23. Henderson's account also introduces elements of strangeness coupled with truth. He begins the article with the image of the "flying saucer lurking somewhere behind the scenes," again explicitly incorporating the themes of suspense and strangeness into the report. The description of the New Jersey theater experiment is identified as "a tale" in which "several close-mouthed men walked into a New Jersey motion picture house and fitted a strange mechanism to the film projector," (Henderson, 1957, p. 1) an image consistent with the science fiction motif set up by the opening paragraph. The repetition of adjectives such as "strange," and the claim that "out the of blue," with no explanation, "patrons started deserting their seats and crowding the lobby" add to the unnaturalness of the situation. Finally, the tale has the ring of truth. Vicary is able to provide an explanation of the phenomenon which would seem to be credible. He presents experimental evidence in support of his claims. The technique is described as a "trick" in which subliminal ads "simply urged the audience to eat popcorn and drink Coca-Cola." Once uncovered, the paradigm of subliminal persuasion is straightforward and easy to understand.

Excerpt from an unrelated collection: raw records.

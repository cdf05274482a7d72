//! Parameter search — pluggable strategies that propose candidate parameter sets.
//!
//! Two strategies ship:
//! - `GridSearch`: every weight vector on a simplex grid × every risk-knob combination
//! - `RandomSearch`: seeded Dirichlet-like weight draws, reproducible per pass
//!
//! Every window of a pass scores the same candidate pool, otherwise no
//! candidate could appear in more than one window's band. Seeds come from an
//! `RngHierarchy` keyed by pass, never by evaluation order.

use rand::rngs::StdRng;
use rand::seq::SliceRandom;
use rand::{Rng, SeedableRng};
use serde::{Deserialize, Serialize};
use std::collections::{BTreeMap, HashSet};
use std::sync::Arc;

use crate::config::{SearchConfig, SearchKind};
use crate::metrics::PerformanceMetrics;
use factorlab_core::domain::ParameterSet;

/// Smallest grid step `expand` will shrink to.
const MIN_GRID_STEP: f64 = 0.05;

// ─── Search space ───────────────────────────────────────────────────

/// A region around rejected parameters whose candidates lose Sharpe points.
#[derive(Debug, Clone, PartialEq, Serialize, Deserialize)]
pub struct PenaltyRegion {
    pub center: ParameterSet,
    pub radius: f64,
    pub penalty: f64,
}

impl PenaltyRegion {
    pub fn contains(&self, candidate: &ParameterSet) -> bool {
        candidate.weight_distance(&self.center) <= self.radius
    }
}

#[derive(Debug, Clone, PartialEq, Serialize, Deserialize)]
pub struct SearchSpace {
    pub factors: Vec<String>,
    pub grid_step: f64,
    pub samples: usize,
    pub position_counts: Vec<usize>,
    pub stop_loss_pcts: Vec<f64>,
    pub drawdown_control_pcts: Vec<f64>,
    pub penalties: Vec<PenaltyRegion>,
}

impl SearchSpace {
    pub fn from_config(factors: Vec<String>, config: &SearchConfig) -> Self {
        Self {
            factors,
            grid_step: config.grid_step,
            samples: config.samples,
            position_counts: config.position_counts.clone(),
            stop_loss_pcts: config.stop_loss_pcts.clone(),
            drawdown_control_pcts: config.drawdown_control_pcts.clone(),
            penalties: Vec::new(),
        }
    }

    /// Widened space for the next pass after a rejection.
    ///
    /// Halves the grid step, doubles the random sample budget and brackets
    /// the risk knobs with ±25% neighbours.
    pub fn expand(&self) -> Self {
        Self {
            factors: self.factors.clone(),
            grid_step: (self.grid_step / 2.0).max(MIN_GRID_STEP),
            samples: self.samples.saturating_mul(2),
            position_counts: self.position_counts.clone(),
            stop_loss_pcts: bracket(&self.stop_loss_pcts),
            drawdown_control_pcts: bracket(&self.drawdown_control_pcts),
            penalties: self.penalties.clone(),
        }
    }

    pub fn add_penalty(&mut self, region: PenaltyRegion) {
        self.penalties.push(region);
    }

    /// Total Sharpe penalty for a candidate.
    pub fn penalty_for(&self, candidate: &ParameterSet) -> f64 {
        self.penalties
            .iter()
            .filter(|r| r.contains(candidate))
            .map(|r| r.penalty)
            .sum()
    }

    fn risk_combinations(&self) -> Vec<(usize, f64, f64)> {
        let mut out = Vec::new();
        for &n in &self.position_counts {
            for &sl in &self.stop_loss_pcts {
                for &dd in &self.drawdown_control_pcts {
                    out.push((n, sl, dd));
                }
            }
        }
        out
    }
}

/// Add the ±25% neighbours of the extremes, clipped to (0, 1), sorted and deduplicated.
fn bracket(values: &[f64]) -> Vec<f64> {
    let mut out: Vec<f64> = values.to_vec();
    let lo = values.iter().copied().fold(f64::INFINITY, f64::min);
    let hi = values.iter().copied().fold(f64::NEG_INFINITY, f64::max);
    for v in [lo * 0.75, hi * 1.25] {
        if v > 0.0 && v < 1.0 {
            out.push(round4(v));
        }
    }
    out.sort_by(|a, b| a.total_cmp(b));
    out.dedup_by(|a, b| (*a - *b).abs() < 1e-9);
    out
}

fn round4(v: f64) -> f64 {
    (v * 10_000.0).round() / 10_000.0
}

// ─── Strategy trait ─────────────────────────────────────────────────

/// Proposes candidates for a window and scores their training results.
pub trait SearchStrategy: Send + Sync {
    fn name(&self) -> &str;

    /// Candidates for window `window` of pass `pass`; deterministic in its inputs.
    fn propose(&self, space: &SearchSpace, pass: usize, window: usize) -> Vec<ParameterSet>;

    /// Training objective: Sharpe minus any penalty-region deductions.
    fn evaluate(&self, candidate: &ParameterSet, metrics: &PerformanceMetrics, space: &SearchSpace) -> f64 {
        metrics.sharpe - space.penalty_for(candidate)
    }
}

/// Shared strategies, e.g. one handed to a supervisor and inspected afterwards.
impl<S: SearchStrategy + ?Sized> SearchStrategy for Arc<S> {
    fn name(&self) -> &str {
        (**self).name()
    }

    fn propose(&self, space: &SearchSpace, pass: usize, window: usize) -> Vec<ParameterSet> {
        (**self).propose(space, pass, window)
    }

    fn evaluate(&self, candidate: &ParameterSet, metrics: &PerformanceMetrics, space: &SearchSpace) -> f64 {
        (**self).evaluate(candidate, metrics, space)
    }
}

pub fn strategy_from_config(config: &SearchConfig) -> Box<dyn SearchStrategy> {
    match config.strategy {
        SearchKind::Grid => Box::new(GridSearch),
        SearchKind::Random => Box::new(RandomSearch::new(config.seed)),
    }
}

// ─── Grid ───────────────────────────────────────────────────────────

#[derive(Debug, Clone, Copy, Default)]
pub struct GridSearch;

impl SearchStrategy for GridSearch {
    fn name(&self) -> &str {
        "grid"
    }

    fn propose(&self, space: &SearchSpace, _pass: usize, _window: usize) -> Vec<ParameterSet> {
        let units = (1.0 / space.grid_step).round().max(1.0) as usize;
        let mut compositions = Vec::new();
        simplex(space.factors.len(), units, &mut Vec::new(), &mut compositions);

        let mut out = Vec::new();
        for parts in compositions {
            let weights: BTreeMap<String, f64> = space
                .factors
                .iter()
                .zip(&parts)
                .map(|(name, &p)| (name.clone(), p as f64 / units as f64))
                .collect();
            for (n, sl, dd) in space.risk_combinations() {
                if let Ok(p) = ParameterSet::new(weights.clone(), n, sl, dd) {
                    out.push(p);
                }
            }
        }
        out
    }
}

/// All ways to split `units` into `k` non-negative integer parts.
fn simplex(k: usize, units: usize, prefix: &mut Vec<usize>, out: &mut Vec<Vec<usize>>) {
    if k == 0 {
        return;
    }
    if k == 1 {
        let mut parts = prefix.clone();
        parts.push(units);
        out.push(parts);
        return;
    }
    for take in (0..=units).rev() {
        prefix.push(take);
        simplex(k - 1, units - take, prefix, out);
        prefix.pop();
    }
}

// ─── Random ─────────────────────────────────────────────────────────

/// Deterministic RNG hierarchy.
///
/// The master seed is expanded into per-(stream, pass, window) sub-seeds with
/// BLAKE3, so the same master seed produces identical sub-seeds regardless
/// of the order in which windows are searched.
#[derive(Debug, Clone)]
pub struct RngHierarchy {
    master_seed: u64,
}

impl RngHierarchy {
    pub fn new(master_seed: u64) -> Self {
        Self { master_seed }
    }

    pub fn master_seed(&self) -> u64 {
        self.master_seed
    }

    pub fn sub_seed(&self, stream: &str, pass: u64, window: u64) -> u64 {
        let mut hasher = blake3::Hasher::new();
        hasher.update(&self.master_seed.to_le_bytes());
        hasher.update(stream.as_bytes());
        hasher.update(&pass.to_le_bytes());
        hasher.update(&window.to_le_bytes());
        let hash = hasher.finalize();
        let mut bytes = [0u8; 8];
        bytes.copy_from_slice(&hash.as_bytes()[..8]);
        u64::from_le_bytes(bytes)
    }

    pub fn rng_for(&self, stream: &str, pass: u64, window: u64) -> StdRng {
        StdRng::seed_from_u64(self.sub_seed(stream, pass, window))
    }
}

#[derive(Debug, Clone)]
pub struct RandomSearch {
    rng: RngHierarchy,
}

impl RandomSearch {
    pub fn new(seed: u64) -> Self {
        Self {
            rng: RngHierarchy::new(seed),
        }
    }
}

impl SearchStrategy for RandomSearch {
    fn name(&self) -> &str {
        "random"
    }

    fn propose(&self, space: &SearchSpace, pass: usize, _window: usize) -> Vec<ParameterSet> {
        // One pool per pass, shared by all of its windows.
        let mut rng = self.rng.rng_for("search", pass as u64, 0);
        let combos = space.risk_combinations();
        let mut seen = HashSet::new();
        let mut out = Vec::with_capacity(space.samples + 1);

        // Equal weights anchor every proposal.
        let equal: BTreeMap<String, f64> = space.factors.iter().map(|f| (f.clone(), 1.0)).collect();
        let mut draws = vec![equal];
        while draws.len() < space.samples {
            let weights: BTreeMap<String, f64> = space
                .factors
                .iter()
                .map(|f| {
                    // -ln(U) is Exp(1); normalizing gives a flat Dirichlet draw.
                    let u: f64 = rng.gen_range(f64::EPSILON..1.0);
                    (f.clone(), round4(-u.ln()))
                })
                .collect();
            draws.push(weights);
        }

        for weights in draws {
            let Some(&(n, sl, dd)) = combos.choose(&mut rng) else {
                break;
            };
            if let Ok(p) = ParameterSet::new(weights, n, sl, dd) {
                if seen.insert(p.fingerprint()) {
                    out.push(p);
                }
            }
        }
        out
    }
}

#[cfg(test)]
mod tests {
    use super::*;

    fn space(factors: &[&str]) -> SearchSpace {
        SearchSpace::from_config(
            factors.iter().map(|s| s.to_string()).collect(),
            &SearchConfig::default(),
        )
    }

    #[test]
    fn grid_covers_simplex() {
        // 3 factors, step 0.25 → C(4 + 2, 2) = 15 weight vectors
        let s = space(&["pe", "roe", "ret_20"]);
        let candidates = GridSearch.propose(&s, 1, 0);
        assert_eq!(candidates.len(), 15);
        for c in &candidates {
            let sum: f64 = c.factor_weights.values().sum();
            assert!((sum - 1.0).abs() < 1e-9);
        }
    }

    #[test]
    fn grid_multiplies_risk_combinations() {
        let mut s = space(&["pe", "roe"]);
        s.position_counts = vec![5, 10];
        s.stop_loss_pcts = vec![0.05, 0.08];
        assert_eq!(GridSearch.propose(&s, 1, 0).len(), 5 * 4);
    }

    #[test]
    fn expand_refines_and_brackets() {
        let s = space(&["pe", "roe"]);
        let e = s.expand();
        assert_eq!(e.grid_step, 0.125);
        assert_eq!(e.samples, 128);
        assert_eq!(e.stop_loss_pcts, vec![0.06, 0.08, 0.1]);
        assert!(GridSearch.propose(&e, 2, 0).len() > GridSearch.propose(&s, 1, 0).len());
        // Step never collapses below the floor.
        let mut deep = s.clone();
        for _ in 0..10 {
            deep = deep.expand();
        }
        assert_eq!(deep.grid_step, MIN_GRID_STEP);
    }

    #[test]
    fn random_pool_is_shared_by_windows_of_a_pass() {
        let s = space(&["pe", "roe", "ret_20"]);
        let search = RandomSearch::new(7);
        let a = search.propose(&s, 1, 0);
        assert_eq!(a, search.propose(&s, 1, 0));
        assert_eq!(a, search.propose(&s, 1, 3));
        assert_ne!(a, search.propose(&s, 2, 0));
        assert!(a.len() <= s.samples);
        assert!(a.len() > 1);
    }

    #[test]
    fn random_candidates_are_valid_and_unique() {
        let s = space(&["pe", "roe", "ret_20", "vol_20"]);
        let candidates = RandomSearch::new(1).propose(&s, 2, 0);
        let hashes: HashSet<_> = candidates.iter().map(|c| c.fingerprint()).collect();
        assert_eq!(hashes.len(), candidates.len());
        for c in &candidates {
            assert!(c.validate().is_ok());
        }
    }

    #[test]
    fn penalty_applies_inside_radius_only() {
        let mut s = space(&["pe", "roe"]);
        let candidates = GridSearch.propose(&s, 1, 0);
        let center = candidates[0].clone();
        s.add_penalty(PenaltyRegion {
            center: center.clone(),
            radius: 0.2,
            penalty: 1.5,
        });
        let metrics = PerformanceMetrics {
            sharpe: 2.0,
            ..PerformanceMetrics::default()
        };
        assert_eq!(GridSearch.evaluate(&center, &metrics, &s), 0.5);
        let far = candidates.last().unwrap();
        assert!(far.weight_distance(&center) > 0.2);
        assert_eq!(GridSearch.evaluate(far, &metrics, &s), 2.0);
    }

    #[test]
    fn sub_seeds_are_order_independent() {
        let h = RngHierarchy::new(42);
        let a = h.sub_seed("search", 1, 0);
        let b = h.sub_seed("search", 1, 1);
        assert_eq!(a, h.sub_seed("search", 1, 0));
        assert_ne!(a, b);
        assert_ne!(a, RngHierarchy::new(43).sub_seed("search", 1, 0));
    }
}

24. Other responses to the press conference further transform and emphasize the science-fiction overtones of the Vicary's original presentation. Norman Cousins, editor of the Saturday Review wrote an editorial based on Vicary's press conference which began as follows:

Welcome to 1984. A new company has been formed with offices in New York for the purpose of promoting a new invention designed to get at the sources of human motivation. The invention, for which a patent has been applied, is supposed to bypass the conscious intelligence and deal directly with the subconscious. The device thrusts images or messages onto a motion picture screen or TV grid. The images are invisible to the human eye. They are "subliminal"; that is, they are beamed into the mind below the threshold of awareness (Cousins, 1957, p. 20).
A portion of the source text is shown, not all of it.